Information supplied:
'''

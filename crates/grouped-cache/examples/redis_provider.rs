use grouped_cache::prelude::*;
use std::time::Duration;

#[tokio::main]
async fn main() {
    // Reads GROUPED_CACHE_REDIS_* variables, defaulting to 127.0.0.1:6379 db 0
    let redis = RedisConfig::from_env()
        .read_timeout(Duration::from_millis(500))
        .retries(2);

    println!("Connecting to Redis at {}", redis.url());

    let (cache, status) =
        GroupCacheProvider::connect(redis, ProviderConfig::with_schema("example")).await;

    if !status.enabled {
        eprintln!(
            "Redis unavailable ({}), caching is disabled",
            status
                .error
                .map(|e| e.to_string())
                .unwrap_or_default()
        );
        println!("Make sure Redis is running or set GROUPED_CACHE_REDIS_HOST");

        // Calls still succeed as no-ops
        let fallback: String = cache.get("greetings", "hello", "default".to_string()).await;
        println!("get on disabled provider: {}", fallback);
        return;
    }

    cache
        .set(&["greetings"], "greetings", "hello", &"world", 300)
        .await;
    let value: String = cache.get("greetings", "hello", String::new()).await;
    println!("greetings:hello = {}", value);

    cache
        .set(&["users", "admins"], "users", "1", &"sachin", 300)
        .await;
    println!("admins catalog: {:?}", cache.catalog_members("admins").await);

    let removed = cache.invalidate_group(&["admins", "greetings"]).await;
    println!("Invalidated admins and greetings: {}", removed);

    let after: Option<String> = cache.get("users", "1", None).await;
    println!("users:1 after invalidation = {:?}", after);

    // Scratch work in another logical database
    if cache.select(1).await {
        cache.set(&[], "", "scratch", &1, 10).await;
        cache.invalidate_all().await;
        cache.select(0).await;
    }
}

'''

Exercise requirements: How many lines in the records contain the word "greetings"? Answer with the number alone.

Exercise output: 6